In this project, 3D hand pose estimation is formulated as an image database indexing problem. A large database of synthetic hand images is created, that contains images of various hand shapes under various 3D orientations. For each synthetic image, the system knows the hand shape and 3D orientation that was used to create it. To estimate the 3D hand pose of an input image, the most similar images in the database are retrieved. The hand pose parameters associated with those images are used as estimates for the hand pose in the input image. The database images are created using computer graphics.

system input and output
Figure 3: System input and output. Given the input image, the system goes through the database of synthetic images in order to identify the ones that are the most similar to the input image. Eight examples of database images are shown here, and the most similar one is enclosed in a red square. The database currently used contains more than 100,000 images.

Main Challenges

Building a Large Database

In order to correctly estimate the hand pose in an image, the database must contain a synthetic image with similar hand pose. A question that arises is: how many database images do we need in order to guarantee that for every possible hand pose there will be a similar database image? We do not have an answer to this question at this point. The answer partly depends on a definition of when two images are "similar"; the more stringent our criteria for similarity are, the more database images we need.

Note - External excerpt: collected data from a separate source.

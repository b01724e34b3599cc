//! Locating amounts inside a receipt line.
//!
//! `regex` has no look-around, so the scanner matches loosely and then
//! checks the characters on either side of each candidate: `0.778kg`,
//! `08:13` and `20/05/18` must not read as prices.

use std::sync::OnceLock;

use larder_core::amount::{parse_amount, CURRENCY_SYMBOLS};
use regex::Regex;
use rust_decimal::Decimal;

re!(re_number,
    r"(?:[$€£¥₹]\s?)?(?:\d{1,3}(?:,\d{3})+(?:\.\d+)?|\d+(?:[.,]\d+)?)");
re!(re_numeric_column,
    r"^(?:[$€£¥₹]\s?)?-?(?:\d{1,3}(?:,\d{3})+|\d+)(?:[.,]\d+)?$");

/// A number found in a line, with its byte span.
#[derive(Debug, Clone, PartialEq)]
pub struct AmountToken {
    pub start: usize,
    pub end: usize,
    pub value: Decimal,
    pub has_symbol: bool,
    /// Digits after the decimal separator (0 for integers).
    pub decimals: usize,
}

impl AmountToken {
    /// Prices carry a currency symbol or one/two decimal places.
    pub fn is_currency_shaped(&self) -> bool {
        self.has_symbol || (1..=2).contains(&self.decimals)
    }
}

/// Every standalone number in `line`, left to right.
pub fn number_tokens(line: &str) -> Vec<AmountToken> {
    re_number()
        .find_iter(line)
        .filter_map(|m| {
            let (start, end) = (m.start(), m.end());
            let text = m.as_str();
            let has_symbol = text.starts_with(CURRENCY_SYMBOLS);
            let decimals = decimal_places(text);

            let negative = match boundary_before(line, start) {
                Boundary::Reject => return None,
                Boundary::Minus => true,
                Boundary::Clear => false,
            };
            if !clear_after(line, end, decimals) {
                return None;
            }

            let value = parse_amount(text).ok()?;
            Some(AmountToken {
                start: if negative { start - 1 } else { start },
                end,
                value: if negative { -value } else { value },
                has_symbol,
                decimals,
            })
        })
        .collect()
}

/// Currency-shaped tokens only.
pub fn price_tokens(line: &str) -> Vec<AmountToken> {
    number_tokens(line).into_iter().filter(AmountToken::is_currency_shaped).collect()
}

/// The rightmost currency-shaped token on the line.
pub fn rightmost_price(line: &str) -> Option<AmountToken> {
    price_tokens(line).pop()
}

pub fn has_price(line: &str) -> bool {
    rightmost_price(line).is_some()
}

/// Parse a whole column (already split on tab / space runs) as a number.
pub fn parse_numeric_column(column: &str) -> Option<Decimal> {
    let column = column.trim();
    if !re_numeric_column().is_match(column) {
        return None;
    }
    let negative = column.contains('-');
    let value = parse_amount(&column.replace('-', "")).ok()?;
    Some(if negative { -value } else { value })
}

fn decimal_places(text: &str) -> usize {
    let digits = text.trim_start_matches(|c: char| !c.is_ascii_digit());
    if let Some((_, frac)) = digits.rsplit_once('.') {
        return frac.len();
    }
    match digits.rsplit_once(',') {
        // "12,34" is a decimal comma; "1,060" is a thousands separator.
        Some((_, frac)) if frac.len() == 2 && digits.matches(',').count() == 1 => 2,
        _ => 0,
    }
}

enum Boundary {
    Clear,
    Minus,
    Reject,
}

fn boundary_before(line: &str, start: usize) -> Boundary {
    let mut before = line[..start].chars().rev();
    match before.next() {
        None => Boundary::Clear,
        Some(c) if c == '.' || c == ':' || c == '/' || c == ',' => Boundary::Reject,
        // "2x1.50": a multiplier sign glued to the quantity.
        Some('x' | 'X') => match before.next() {
            Some(d) if d.is_ascii_digit() => Boundary::Clear,
            _ => Boundary::Reject,
        },
        Some(c) if c.is_alphanumeric() => Boundary::Reject,
        Some('-') => match before.next() {
            // "20-05" or "May-18": part of a date.
            Some(c) if c.is_alphanumeric() => Boundary::Reject,
            _ => Boundary::Minus,
        },
        Some(_) => Boundary::Clear,
    }
}

fn clear_after(line: &str, end: usize, decimals: usize) -> bool {
    let mut after = line[end..].chars();
    match after.next() {
        None => true,
        Some(':') | Some('%') => false,
        Some('.' | '/' | '-' | ',') => !after.next().is_some_and(|c| c.is_ascii_digit()),
        Some(c) if c.is_alphabetic() => {
            // "3.99A": a single tax-flag letter after a two-decimal price.
            let run = 1 + after.take_while(|c| c.is_alphabetic()).count();
            decimals == 2 && run == 1
        }
        Some(_) => true,
    }
}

In our current implementation, the database includes images of 26 hand shapes. Each hand shape is rendered from 4128 different 3D hand orientations. Overall, the database contains 107,328 images. Our sampling of 26 hand shapes is definitely inadequate to capture the entire range of possible hand shapes. On the other hand, our sampling of 3D hand orientations is an approximately uniform and dense sampling of the space of 3D orientations.

26 hand shapes
Figure 4: The 26 hand shapes used to generate the over 100,000 database images.

Recognizing a fixed number of hand shapes is not as general as recognizing arbitrary 3D hand pose. However, it can be sufficient for many gesture recognition applications. For example, the number of basic hand shapes used in American Sign Language (ASL) is less than 100, which means that our framework is applicable to recognizing hand pose in the ASL context.

Defining Accurate Similarity Measures

Given an input image, the system must retrieve the most similar database images. Therefore, we need to address the question: how do we define similarity? We need to identify similarity measures that return high similarity value for images of similar hand pose, and low similarity values for images of different hand poses.

We have experimented with several different similarity measures: the chamfer distance, geometric moments, edge orientation histograms, finger matching, and line matching. Our experiments show that the chamfer distance is the most accurate similarity measure, but also the most computationally expensive measure. Current work focuses on developing similarity measures that can improve the accuracy and efficiency of the system. We are particularly interesting in similarity measures that are robust to noise, clutter, and segmentation errors. Our line matching method, described in our CVPR 2003 publication, is a first result in that direction.

Achieving Efficient Retrieval

For every input image, the system has to evaluate its similarity to all database images. That task can be very time-consuming, given the size of the database. On the other hand, in order for the system to be useful for human-computer interaction applications, the retrieval time must be done at interactive speeds.

We have found that retrieval efficiency is greatly improved if we use multi-step retrieval: first use computationally cheap similarity measures (like finger matching and geometric moments) to reject the bulk of database images, and then use more accurate similarity measures (like the chamfer distance) to evaluate the remaining database images. Retrieval accuracy, on the other hand, is pretty similar to the accuracy attained by applying all similarity measures to all images.

Another direction that we have explored for retrieval efficiency is deriving efficient approximations of computationally expensive similarity measures, like the chamfer distance. In our GW 2003 and CVPR 2003 publications we define approximations of the chamfer distance using a technique called Lipschitz embeddings. These approximations are ideal for the first retrieval steps, that identify the most likely matches. The exact measures can then be applied only to the selected matches, so that the overall efficiency is improved. Our CVPR 2004 paper introduces the BoostMap method, a general method for constructing embeddings. Applied on hand images, BoostMap greatly improves the approximation of the chamfer distance.

References

The papers in Cues in Communications 2001 and Face and Gesture 2002 describe the overall framework, the assumptions and the goals of the project. The papers in CVPR 2003 and the Gesture Workshop 2003 focus on methods to improve efficiency and accuracy in the presense of clutter and segmentation errors. The paper in CVPR 2004 introduces a general embedding method that can be used to efficiently approximate the chamfer distance.